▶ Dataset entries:
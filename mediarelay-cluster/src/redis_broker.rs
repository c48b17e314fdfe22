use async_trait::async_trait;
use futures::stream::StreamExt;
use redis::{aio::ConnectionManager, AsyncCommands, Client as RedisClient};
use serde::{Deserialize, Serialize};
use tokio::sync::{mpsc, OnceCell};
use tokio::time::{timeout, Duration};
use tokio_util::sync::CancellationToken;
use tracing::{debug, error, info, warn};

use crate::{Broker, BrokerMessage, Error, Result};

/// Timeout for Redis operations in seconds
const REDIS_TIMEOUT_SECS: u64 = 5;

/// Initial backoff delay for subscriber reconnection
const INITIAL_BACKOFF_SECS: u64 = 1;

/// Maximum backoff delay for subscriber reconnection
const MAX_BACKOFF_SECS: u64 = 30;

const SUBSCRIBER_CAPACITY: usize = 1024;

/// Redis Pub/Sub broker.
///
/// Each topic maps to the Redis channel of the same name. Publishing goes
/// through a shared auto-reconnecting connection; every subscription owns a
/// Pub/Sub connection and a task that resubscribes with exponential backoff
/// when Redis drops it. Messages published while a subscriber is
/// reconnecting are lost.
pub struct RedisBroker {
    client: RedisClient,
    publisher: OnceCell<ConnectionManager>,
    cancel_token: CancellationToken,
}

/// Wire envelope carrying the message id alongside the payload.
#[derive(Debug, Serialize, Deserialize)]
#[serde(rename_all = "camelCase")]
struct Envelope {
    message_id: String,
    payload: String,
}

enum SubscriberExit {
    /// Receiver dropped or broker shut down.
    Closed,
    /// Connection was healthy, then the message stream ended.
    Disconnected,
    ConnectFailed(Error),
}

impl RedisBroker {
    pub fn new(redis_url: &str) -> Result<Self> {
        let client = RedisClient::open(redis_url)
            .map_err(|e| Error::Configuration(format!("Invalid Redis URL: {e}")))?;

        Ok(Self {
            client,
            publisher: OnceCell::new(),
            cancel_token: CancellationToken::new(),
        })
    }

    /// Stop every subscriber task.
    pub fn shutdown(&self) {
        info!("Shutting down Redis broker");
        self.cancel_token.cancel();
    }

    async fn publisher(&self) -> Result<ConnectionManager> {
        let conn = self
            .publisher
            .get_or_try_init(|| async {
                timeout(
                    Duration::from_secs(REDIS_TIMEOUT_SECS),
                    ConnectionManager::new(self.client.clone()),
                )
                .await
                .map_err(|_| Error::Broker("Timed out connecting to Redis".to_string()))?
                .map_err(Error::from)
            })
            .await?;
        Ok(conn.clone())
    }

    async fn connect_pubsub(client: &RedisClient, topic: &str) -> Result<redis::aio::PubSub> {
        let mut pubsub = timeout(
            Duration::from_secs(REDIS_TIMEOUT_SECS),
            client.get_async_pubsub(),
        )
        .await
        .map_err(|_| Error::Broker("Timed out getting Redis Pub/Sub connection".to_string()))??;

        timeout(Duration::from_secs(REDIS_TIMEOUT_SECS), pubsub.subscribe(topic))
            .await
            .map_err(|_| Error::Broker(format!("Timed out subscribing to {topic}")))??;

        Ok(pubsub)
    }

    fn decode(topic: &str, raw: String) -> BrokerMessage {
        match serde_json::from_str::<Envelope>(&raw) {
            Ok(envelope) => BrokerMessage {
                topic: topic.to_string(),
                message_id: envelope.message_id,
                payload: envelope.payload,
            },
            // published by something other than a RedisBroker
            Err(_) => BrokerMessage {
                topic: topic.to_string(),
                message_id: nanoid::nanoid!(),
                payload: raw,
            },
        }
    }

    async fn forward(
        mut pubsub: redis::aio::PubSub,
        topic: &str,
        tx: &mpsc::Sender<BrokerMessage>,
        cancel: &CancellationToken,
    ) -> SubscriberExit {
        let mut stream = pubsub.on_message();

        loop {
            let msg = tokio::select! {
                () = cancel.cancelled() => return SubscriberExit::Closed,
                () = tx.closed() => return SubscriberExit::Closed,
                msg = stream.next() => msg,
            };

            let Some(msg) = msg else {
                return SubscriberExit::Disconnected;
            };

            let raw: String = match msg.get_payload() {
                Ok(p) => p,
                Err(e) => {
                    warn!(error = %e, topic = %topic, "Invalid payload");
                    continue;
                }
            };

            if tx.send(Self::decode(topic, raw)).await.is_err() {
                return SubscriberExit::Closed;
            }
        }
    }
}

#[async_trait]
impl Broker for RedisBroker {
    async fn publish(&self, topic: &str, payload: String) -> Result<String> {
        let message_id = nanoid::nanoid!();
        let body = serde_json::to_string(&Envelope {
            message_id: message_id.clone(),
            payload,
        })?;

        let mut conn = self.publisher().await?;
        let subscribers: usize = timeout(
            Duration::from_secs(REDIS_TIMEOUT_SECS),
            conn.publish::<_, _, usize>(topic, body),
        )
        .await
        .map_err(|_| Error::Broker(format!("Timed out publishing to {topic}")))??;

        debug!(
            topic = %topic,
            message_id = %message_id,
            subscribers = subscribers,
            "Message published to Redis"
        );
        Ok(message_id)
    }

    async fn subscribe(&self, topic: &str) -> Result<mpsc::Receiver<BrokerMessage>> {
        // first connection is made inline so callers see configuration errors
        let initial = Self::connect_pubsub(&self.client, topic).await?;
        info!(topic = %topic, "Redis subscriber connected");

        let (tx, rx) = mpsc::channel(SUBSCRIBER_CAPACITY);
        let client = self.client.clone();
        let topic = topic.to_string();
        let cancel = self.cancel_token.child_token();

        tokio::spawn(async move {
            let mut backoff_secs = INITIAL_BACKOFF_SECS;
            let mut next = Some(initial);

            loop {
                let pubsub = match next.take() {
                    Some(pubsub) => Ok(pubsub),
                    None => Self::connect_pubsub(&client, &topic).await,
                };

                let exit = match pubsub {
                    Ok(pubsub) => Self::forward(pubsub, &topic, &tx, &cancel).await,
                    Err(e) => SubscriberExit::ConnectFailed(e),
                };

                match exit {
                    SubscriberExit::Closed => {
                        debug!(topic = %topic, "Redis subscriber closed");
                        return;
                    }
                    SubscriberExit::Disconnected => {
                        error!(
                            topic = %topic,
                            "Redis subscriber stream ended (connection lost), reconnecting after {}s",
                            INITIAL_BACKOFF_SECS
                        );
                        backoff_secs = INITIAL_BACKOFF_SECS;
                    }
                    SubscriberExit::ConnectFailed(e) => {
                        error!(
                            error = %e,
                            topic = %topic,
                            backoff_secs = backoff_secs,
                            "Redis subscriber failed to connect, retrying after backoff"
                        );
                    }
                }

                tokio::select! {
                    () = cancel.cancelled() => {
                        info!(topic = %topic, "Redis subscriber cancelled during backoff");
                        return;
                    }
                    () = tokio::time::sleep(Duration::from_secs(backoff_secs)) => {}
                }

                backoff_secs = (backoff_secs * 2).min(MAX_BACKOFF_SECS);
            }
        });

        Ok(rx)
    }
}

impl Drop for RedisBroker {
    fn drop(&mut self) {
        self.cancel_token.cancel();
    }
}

* * *

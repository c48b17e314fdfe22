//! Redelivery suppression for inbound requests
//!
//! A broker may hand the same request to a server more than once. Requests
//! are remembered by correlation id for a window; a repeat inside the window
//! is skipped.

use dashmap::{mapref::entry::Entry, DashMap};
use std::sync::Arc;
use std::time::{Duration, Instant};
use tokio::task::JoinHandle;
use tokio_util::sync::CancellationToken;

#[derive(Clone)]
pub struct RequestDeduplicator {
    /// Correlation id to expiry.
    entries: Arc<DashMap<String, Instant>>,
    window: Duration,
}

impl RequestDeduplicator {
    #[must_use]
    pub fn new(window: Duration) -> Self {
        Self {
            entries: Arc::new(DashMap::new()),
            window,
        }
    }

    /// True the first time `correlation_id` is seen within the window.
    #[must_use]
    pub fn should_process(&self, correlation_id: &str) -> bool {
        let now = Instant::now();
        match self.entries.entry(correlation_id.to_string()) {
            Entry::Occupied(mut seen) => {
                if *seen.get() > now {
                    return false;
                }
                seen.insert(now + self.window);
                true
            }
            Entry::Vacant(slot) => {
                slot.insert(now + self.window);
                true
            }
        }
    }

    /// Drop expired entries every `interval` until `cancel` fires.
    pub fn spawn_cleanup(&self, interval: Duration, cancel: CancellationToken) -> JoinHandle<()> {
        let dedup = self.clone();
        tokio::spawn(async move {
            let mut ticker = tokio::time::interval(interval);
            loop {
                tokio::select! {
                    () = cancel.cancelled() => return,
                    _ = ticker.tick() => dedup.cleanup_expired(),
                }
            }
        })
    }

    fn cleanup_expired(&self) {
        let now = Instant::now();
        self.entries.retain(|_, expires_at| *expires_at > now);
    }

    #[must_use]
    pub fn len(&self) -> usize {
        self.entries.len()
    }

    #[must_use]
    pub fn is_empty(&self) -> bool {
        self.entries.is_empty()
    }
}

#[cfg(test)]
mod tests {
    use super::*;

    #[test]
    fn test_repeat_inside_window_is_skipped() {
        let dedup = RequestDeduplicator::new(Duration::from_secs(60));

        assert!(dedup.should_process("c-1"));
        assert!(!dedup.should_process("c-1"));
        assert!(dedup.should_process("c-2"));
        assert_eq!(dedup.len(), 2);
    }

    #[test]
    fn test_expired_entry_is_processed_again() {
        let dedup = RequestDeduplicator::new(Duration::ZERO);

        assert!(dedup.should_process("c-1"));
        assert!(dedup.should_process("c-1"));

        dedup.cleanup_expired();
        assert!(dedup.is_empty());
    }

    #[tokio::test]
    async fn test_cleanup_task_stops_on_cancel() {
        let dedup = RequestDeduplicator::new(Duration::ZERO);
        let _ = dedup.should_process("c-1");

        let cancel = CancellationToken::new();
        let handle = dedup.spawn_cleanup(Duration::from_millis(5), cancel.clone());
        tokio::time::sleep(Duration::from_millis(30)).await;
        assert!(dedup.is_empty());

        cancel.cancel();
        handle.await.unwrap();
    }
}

▶ Exercise prompt:
What is needed is an exact copy of the lines above, from the one containing "pub fn should_process(&self, correlation_id: &str)" through the one containing "Drop expired entries", with nothing added.

▶ Exercise answer:
    pub fn should_process(&self, correlation_id: &str) -> bool {
        let now = Instant::now();
        match self.entries.entry(correlation_id.to_string()) {
            Entry::Occupied(mut seen) => {
                if *seen.get() > now {
                    return false;
                }
                seen.insert(now + self.window);
                true
            }
            Entry::Vacant(slot) => {
                slot.insert(now + self.window);
                true
            }
        }
    }

    /// Drop expired entries every `interval` until `cancel` fires.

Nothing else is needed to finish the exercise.